The History of Trust Protectors, Advisors, and Directors
Professor Lawrence A. Frolik reflected on the development of the law of trust protectors in the United States, citing the “trust adviser” discussed in a 1965 Harvard Law Review article.1 Although trust protectors are often considered to be a tool for offshore trusts,2 they can be a tool within a trust for a Florida resident. With the increased perpetuities period under F.S. §689.225, permitting trusts to last as long as 360 years, uncertainty about future tax law developments, and the need to address changes in the lives of the trust beneficiaries over a long period of time, trust protectors can be used to build flexibility into the trust.

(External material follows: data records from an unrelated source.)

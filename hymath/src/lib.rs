//! Structurally edited expression engine.
//!
//! Role
//! - Keep an arithmetic expression as one mutable tree whose nodes cache
//!   their inferred type and own lexically scoped variables.
//! - Edit that tree one token at a time through a cursor
//!   ([`parser::TreeParser`]), either interactively or from text.
//! - Evaluate it through overloaded, generically typed function registries.
//!
//! ```
//! use hymath::{catalog, parser::TreeParser, types::Value};
//!
//! let mut parser = TreeParser::new(catalog::all());
//! parser.parse_command("#number:1;+;#number:2;+;#number:3").unwrap();
//! assert_eq!(parser.evaluate(), Ok(Value::Number(6.0)));
//! ```
pub mod catalog;
pub mod display;
pub mod error;
pub mod functions;
pub mod operators;
pub mod parser;
pub mod persist;
pub mod tree;
pub mod types;
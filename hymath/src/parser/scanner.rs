//! Lexer for the textual expression syntax using chumsky.
//!
//! Recognised lexemes:
//! - Numbers: digits with an optional fraction (`12`, `1.5`, `3.`) or a bare
//!   fraction (`.5`, `.`).
//! - Identifier literals: `"name"`.
//! - Names: `[A-Za-z_][A-Za-z0-9_]*`, resolved later to functions, constants
//!   or variables.
//! - Operator symbols: `+ - * / ^ (`.
//! - Punctuation: `)` closes a call, `,` moves to the next argument, `[` and
//!   `]` open and close a list.
use std::ops::Range;

use chumsky::prelude::*;

pub type Spanned<T> = (T, SimpleSpan);

#[derive(Clone, Debug, PartialEq, Eq, Hash)]
pub enum Lexeme {
    Number(String),
    Identifier(String),
    Name(String),
    Symbol(String),
    Close,
    Comma,
    OpenList,
    CloseList,
}

impl std::fmt::Display for Lexeme {
    fn fmt(&self, f: &mut std::fmt::Formatter<'_>) -> std::fmt::Result {
        match self {
            Lexeme::Number(digits) => write!(f, "{digits}"),
            Lexeme::Identifier(name) => write!(f, "\"{name}\""),
            Lexeme::Name(name) => write!(f, "{name}"),
            Lexeme::Symbol(symbol) => write!(f, "{symbol}"),
            Lexeme::Close => write!(f, ")"),
            Lexeme::Comma => write!(f, ","),
            Lexeme::OpenList => write!(f, "["),
            Lexeme::CloseList => write!(f, "]"),
        }
    }
}

fn lexer<'a>() -> impl Parser<'a, &'a str, Vec<Spanned<Lexeme>>, extra::Err<Rich<'a, char>>> {
    let digit = any().filter(|c: &char| c.is_ascii_digit());

    let number = choice((
        digit
            .clone()
            .then(digit.clone().repeated())
            .then(just('.').then(digit.clone().repeated()).or_not())
            .to_slice(),
        just('.').then(digit.repeated()).to_slice(),
    ))
    .map(|s: &str| Lexeme::Number(s.to_string()));

    let identifier = just('"')
        .ignore_then(any().filter(|c: &char| *c != '"').repeated().to_slice())
        .then_ignore(just('"'))
        .map(|s: &str| Lexeme::Identifier(s.to_string()))
        .labelled("identifier literal");

    let name = any()
        .filter(|c: &char| c.is_ascii_alphabetic() || *c == '_')
        .then(
            any()
                .filter(|c: &char| c.is_ascii_alphanumeric() || *c == '_')
                .repeated(),
        )
        .to_slice()
        .map(|s: &str| Lexeme::Name(s.to_string()));

    let symbol = one_of("+-*/^(").map(|c: char| Lexeme::Symbol(c.to_string()));

    let punct = choice((
        just(')').to(Lexeme::Close),
        just(',').to(Lexeme::Comma),
        just('[').to(Lexeme::OpenList),
        just(']').to(Lexeme::CloseList),
    ));

    let lexeme = choice((number, identifier, name, symbol, punct));

    lexeme
        .map_with(|lexeme, e| (lexeme, e.span()))
        .padded()
        .repeated()
        .collect()
        .padded()
        .then_ignore(end())
}

/// Split `src` into lexemes. On failure returns every error message with the
/// byte range it refers to.
pub fn scan(src: &str) -> Result<Vec<Spanned<Lexeme>>, Vec<(String, Range<usize>)>> {
    lexer().parse(src).into_result().map_err(|errors| {
        errors
            .into_iter()
            .map(|e| {
                let span = e.span();
                (e.to_string(), span.start..span.end)
            })
            .collect()
    })
}

#[cfg(test)]
mod tests {
    use super::*;

    fn lexemes(src: &str) -> Vec<Lexeme> {
        scan(src)
            .expect("scan failed")
            .into_iter()
            .map(|(lexeme, _)| lexeme)
            .collect()
    }

    #[test]
    fn scans_numbers_names_and_symbols() {
        assert_eq!(
            lexemes("sin(1.5) + x2*.5"),
            vec![
                Lexeme::Name("sin".into()),
                Lexeme::Symbol("(".into()),
                Lexeme::Number("1.5".into()),
                Lexeme::Close,
                Lexeme::Symbol("+".into()),
                Lexeme::Name("x2".into()),
                Lexeme::Symbol("*".into()),
                Lexeme::Number(".5".into()),
            ]
        );
    }

    #[test]
    fn scans_lists_and_identifier_literals() {
        assert_eq!(
            lexemes(" [\"i\", 3.] "),
            vec![
                Lexeme::OpenList,
                Lexeme::Identifier("i".into()),
                Lexeme::Comma,
                Lexeme::Number("3.".into()),
                Lexeme::CloseList,
            ]
        );
        assert!(lexemes("   ").is_empty());
    }

    #[test]
    fn reports_span_of_unknown_character() {
        let errors = scan("1 + $").unwrap_err();
        assert_eq!(errors[0].1, 4..5);
    }
}
use hymath::{
    catalog,
    error::EvalErrorKind,
    functions::FunctionContainer,
    types::{List, Type, Value, convert::Generic},
};

fn numbers(values: &[f64]) -> Value {
    Value::List(List::from_values(values.iter().copied().map(Value::Number).collect()).unwrap())
}

#[test]
fn generic_parameters_must_agree() {
    let pick = FunctionContainer::builder()
        .overload2(|a: Generic<0>, _b: Generic<0>| a)
        .build();

    assert_eq!(
        pick.evaluate_type(&[Some(Type::Number), Some(Type::Number)]),
        Some(Type::Number)
    );
    assert_eq!(
        pick.evaluate_type(&[Some(Type::Number), Some(Type::Identifier)]),
        None
    );
    assert_eq!(pick.evaluate_type(&[Some(Type::Number), None]), None);
}

#[test]
fn untyped_list_unifies_with_typed_list() {
    let add = catalog::add_functions();
    let numbers_list = Type::list_of(Type::Number);

    assert_eq!(
        add.evaluate_type(&[Some(numbers_list.clone()), Some(Type::UNTYPED_LIST)]),
        Some(numbers_list.clone())
    );
    assert_eq!(
        add.evaluate_type(&[Some(Type::UNTYPED_LIST), Some(numbers_list.clone())]),
        Some(numbers_list)
    );
    assert_eq!(
        add.evaluate_type(&[Some(Type::UNTYPED_LIST), Some(Type::UNTYPED_LIST)]),
        Some(Type::UNTYPED_LIST)
    );
}

#[test]
fn first_declared_overload_wins() {
    let container = FunctionContainer::builder()
        .overload1(|_: Generic<0>| "generic".to_string())
        .overload1(|_: f64| "number".to_string())
        .build();

    assert_eq!(
        container.evaluate(vec![Value::Identifier("a".into())]),
        Ok(Value::Identifier("generic".into()))
    );
    // The exact signature is found before scanning.
    assert_eq!(
        container.evaluate(vec![Value::Number(1.0)]),
        Ok(Value::Identifier("number".into()))
    );
}

#[test]
fn no_matching_function_reports_the_signature() {
    let add = catalog::add_functions();
    let error = add
        .evaluate(vec![Value::Number(1.0), Value::Identifier("x".into())])
        .unwrap_err();
    assert_eq!(
        error,
        EvalErrorKind::NoMatchingFunction {
            signature: vec![Type::Number, Type::Identifier]
        }
    );
}

#[test]
fn list_concatenation_keeps_element_type() {
    let add = catalog::add_functions();
    let joined = add
        .evaluate(vec![numbers(&[1.0, 2.0]), numbers(&[3.0])])
        .unwrap();
    assert_eq!(joined, numbers(&[1.0, 2.0, 3.0]));
    assert_eq!(joined.ty(), Type::list_of(Type::Number));
}

#[test]
fn typed_list_rejects_foreign_elements() {
    let mut list = List::new();
    list.push(Value::Number(1.0)).unwrap();
    let error = list.push(Value::Identifier("a".into())).unwrap_err();
    assert!(error.is_unexpected_type());
    assert_eq!(list.len(), 1);
}

#[test]
fn duplicate_signature_replaces_the_overload() {
    let container = FunctionContainer::builder()
        .overload1(|x: f64| x + 1.0)
        .overload1(|x: f64| x + 2.0)
        .build();
    assert_eq!(container.len(), 1);
    assert_eq!(container.evaluate(vec![Value::Number(1.0)]), Ok(Value::Number(3.0)));
}

#[test]
fn shared_generic_binds_list_arguments_to_one_type() {
    let concat = FunctionContainer::builder()
        .overload(
            vec![Type::Generic(0), Type::Generic(0)],
            Type::Generic(0),
            |args: &[Value]| Ok(args[0].clone()),
        )
        .build();
    let numbers_list = Type::list_of(Type::Number);
    let identifiers_list = Type::list_of(Type::Identifier);

    assert_eq!(
        concat.evaluate_type(&[Some(numbers_list.clone()), Some(numbers_list.clone())]),
        Some(numbers_list.clone())
    );
    assert_eq!(
        concat.evaluate_type(&[Some(numbers_list.clone()), Some(identifiers_list.clone())]),
        None
    );

    let words = Value::List(List::from_values(vec![Value::Identifier("a".into())]).unwrap());
    assert_eq!(
        concat.evaluate(vec![numbers(&[1.0]), words]),
        Err(EvalErrorKind::NoMatchingFunction {
            signature: vec![numbers_list, identifiers_list]
        })
    );
}
use hymath::{
    catalog,
    display::render,
    error::{EditErrorKind, PersistError},
    parser::TreeParser,
    types::{List, Value},
};

fn evaluate(text: &str) -> Value {
    let mut parser = TreeParser::new(catalog::all());
    parser
        .parse_expression(text)
        .unwrap_or_else(|error| panic!("`{text}` rejected: {error}"));
    parser
        .evaluate()
        .unwrap_or_else(|error| panic!("`{text}` failed: {error}"))
}

fn numbers(values: &[f64]) -> Value {
    Value::List(List::from_values(values.iter().copied().map(Value::Number).collect()).unwrap())
}

#[test]
fn arithmetic_follows_priorities() {
    assert_eq!(evaluate("1 + 2 * 3"), Value::Number(7.0));
    assert_eq!(evaluate("2 * 3 + 4"), Value::Number(10.0));
    assert_eq!(evaluate("10 - 2 - 3"), Value::Number(5.0));
    assert_eq!(evaluate("(1 + 2) * 3"), Value::Number(9.0));
    assert_eq!(evaluate("2 ^ 10"), Value::Number(1024.0));
}

#[test]
fn leading_minus_starts_a_negative_literal() {
    assert_eq!(evaluate("-3 + 5"), Value::Number(2.0));
    assert_eq!(evaluate("2 * -.5"), Value::Number(-1.0));
}

#[test]
fn names_resolve_to_calls_constants_and_variables() {
    assert_eq!(evaluate("sin(0)"), Value::Number(0.0));
    assert_eq!(evaluate("exp(0) + cos(0)"), Value::Number(2.0));
    assert_eq!(evaluate("pi"), Value::Number(std::f64::consts::PI));

    let mut parser = TreeParser::new(catalog::all());
    parser.parse_expression("radius * 2").unwrap();
    let root = parser.root();
    parser
        .tree_mut()
        .variables(root)
        .set("radius", Value::Number(1.5));
    assert_eq!(parser.evaluate(), Ok(Value::Number(3.0)));
}

#[test]
fn list_operations() {
    assert_eq!(evaluate("[1, 2] + [3]"), numbers(&[1.0, 2.0, 3.0]));
    assert_eq!(evaluate("len([4, 5, 6])"), Value::Number(3.0));
    assert_eq!(evaluate("[5, 6, 7] at 1"), Value::Number(6.0));
    assert_eq!(evaluate("repeat(2, 3)"), numbers(&[2.0, 2.0, 2.0]));
}

#[test]
fn out_of_range_index_is_a_value_error() {
    let mut parser = TreeParser::new(catalog::all());
    parser.parse_expression("[1] at 3").unwrap();
    assert!(parser.evaluate().unwrap_err().kind.is_value_error());
}

#[test]
fn nested_calls_close_one_level_at_a_time() {
    let mut parser = TreeParser::new(catalog::all());
    parser.parse_expression("sin(cos(0) - 1) + 2").unwrap();
    assert_eq!(render(parser.tree(), None), "sin(cos(0) - 1) + 2");
    assert_eq!(parser.evaluate(), Ok(Value::Number(2.0)));
}

#[test]
fn syntax_errors_carry_a_span() {
    let mut parser = TreeParser::new(catalog::all());
    let error = parser.parse_expression("1 + $").unwrap_err();
    match error.kind {
        EditErrorKind::SyntaxError { span, .. } => assert_eq!(span, Some(4..5)),
        other => panic!("expected a syntax error, found {other:?}"),
    }

    let mut parser = TreeParser::new(catalog::all());
    let error = parser.parse_expression("1 )").unwrap_err();
    assert!(error.kind.is_syntax_error());

    let mut parser = TreeParser::new(catalog::all());
    let error = parser.parse_expression("sin(1, 2)").unwrap_err();
    assert!(error.kind.is_syntax_error());

    let mut parser = TreeParser::new(catalog::all());
    let error = parser.parse_expression("unknown(1)").unwrap_err();
    assert!(error.kind.is_unknown_token());
}

#[test]
fn documents_restore_tree_and_cursor() {
    let mut parser = TreeParser::new(catalog::all());
    parser
        .parse_expression("sum(\"i\", 1, 3, i * 2) + [1] at 0")
        .unwrap();
    let expected = render(parser.tree(), parser.cursor());

    for pretty in [false, true] {
        let document = parser.save(pretty).unwrap();
        let mut restored = TreeParser::new(catalog::all());
        restored.load(&document).unwrap();

        assert_eq!(render(restored.tree(), restored.cursor()), expected);
        assert_eq!(restored.evaluate(), Ok(Value::Number(13.0)));
    }
}

#[test]
fn documents_keep_partial_literals() {
    let mut parser = TreeParser::new(catalog::all());
    parser.parse_command("#number:1;+;#number:+-").unwrap();
    let document = parser.save(false).unwrap();

    let mut restored = TreeParser::new(catalog::all());
    restored.load(&document).unwrap();
    assert_eq!(render(restored.tree(), restored.cursor()), "1 + ‹-›");
    restored.parse_token("#number", ["4"]).unwrap();
    assert_eq!(restored.evaluate(), Ok(Value::Number(-3.0)));
}

#[test]
fn loading_rejects_unknown_operators_and_keeps_the_tree() {
    let mut parser = TreeParser::new(catalog::all());
    parser.parse_expression("1 + 1").unwrap();

    let error = parser
        .load(r##"{"identifier":"#expression","body":{"identifier":"frobnicate"}}"##)
        .unwrap_err();
    assert!(matches!(error, PersistError::UnknownOperator { ref identifier } if identifier == "frobnicate"));
    assert_eq!(parser.evaluate(), Ok(Value::Number(2.0)));

    assert!(parser.load("not json").unwrap_err().is_json());
}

Sources of Law for Trust Protectors

Caselaw — As statutory law continues to develop, caselaw is important and may be the only source of law for issues coming before a court. For a good discussion of recent cases, see Professor Frolik’s article.3

Minassian v. Rachins — In Minassian v. Rachins, 152 So. 3d 719 (Fla. 4th DCA 2014), Minassian established a trust that designated his estate planning attorney as his trust protector. The settlor was survived by his wife and children from a prior marriage. The trust provided that, upon his death, a trust would be established for his wife. He intended that his wife continue to enjoy the lifestyle established during the marriage. The children filed suit as qualified beneficiaries of the trust, alleging she breached her fiduciary duty as trustee by improperly administering the estate. The wife claimed that the trust was drafted in such a way that the children were not qualified beneficiaries of her trust, because the trust terminated at her death, and new trusts were created for their benefit after her death. The court focused on the language that provided for “shares” for each of the children, rather than new trusts. After a hearing on the wife’s motion to dismiss, the trial court ruled against her. The trust instrument allowed the wife to appoint a trust protector. The instrument provided very detailed authority to the trust protector. The appellate court described the terms of the trust in detail:

“After the trial court denied the motion, the wife appointed a ‘trust protector’ pursuant to [art.] 16, [§]18 of the trust. This section authorizes the wife, after the husband’s death, to appoint a trust protector ‘to protect...the interests of the beneficiaries as the [t]rust [p]rotector deems, in its sole and absolute discretion, to be in accordance with my intentions....’ The trust protector is empowered to modify or amend the trust provisions to, inter alia: (1) ‘correct ambiguities that might otherwise require court construction’; or (2) ‘correct a drafting error that defeats my intent, as determined by the [t]rust [p]rotector in its sole and absolute discretion, following the guidelines provided in this [a]greement[.]’ The trust protector can act without court authorization under certain circumstances. The trust directs the trust protector, prior to amending the trust, to ‘determine my intent and consider the interests of current and future beneficiaries as a whole,’ and to amend ‘only if the amendment will either benefit the beneficiaries as a group (even though particular beneficiaries may thereby be disadvantaged), or further my probable wishes in an appropriate way.’ The trust provided that ‘any exercise...of the powers and discretions granted to the [t]rust [p]rotector shall be in the sole and absolute discretion of the [t]rust [p]rotector, and shall be binding and conclusive on all persons.’”4

Minassian’s children filed a supplemental complaint to challenge the validity of the proposed amendment by the trust protector. The wife claimed that the amendment resolved an ambiguity.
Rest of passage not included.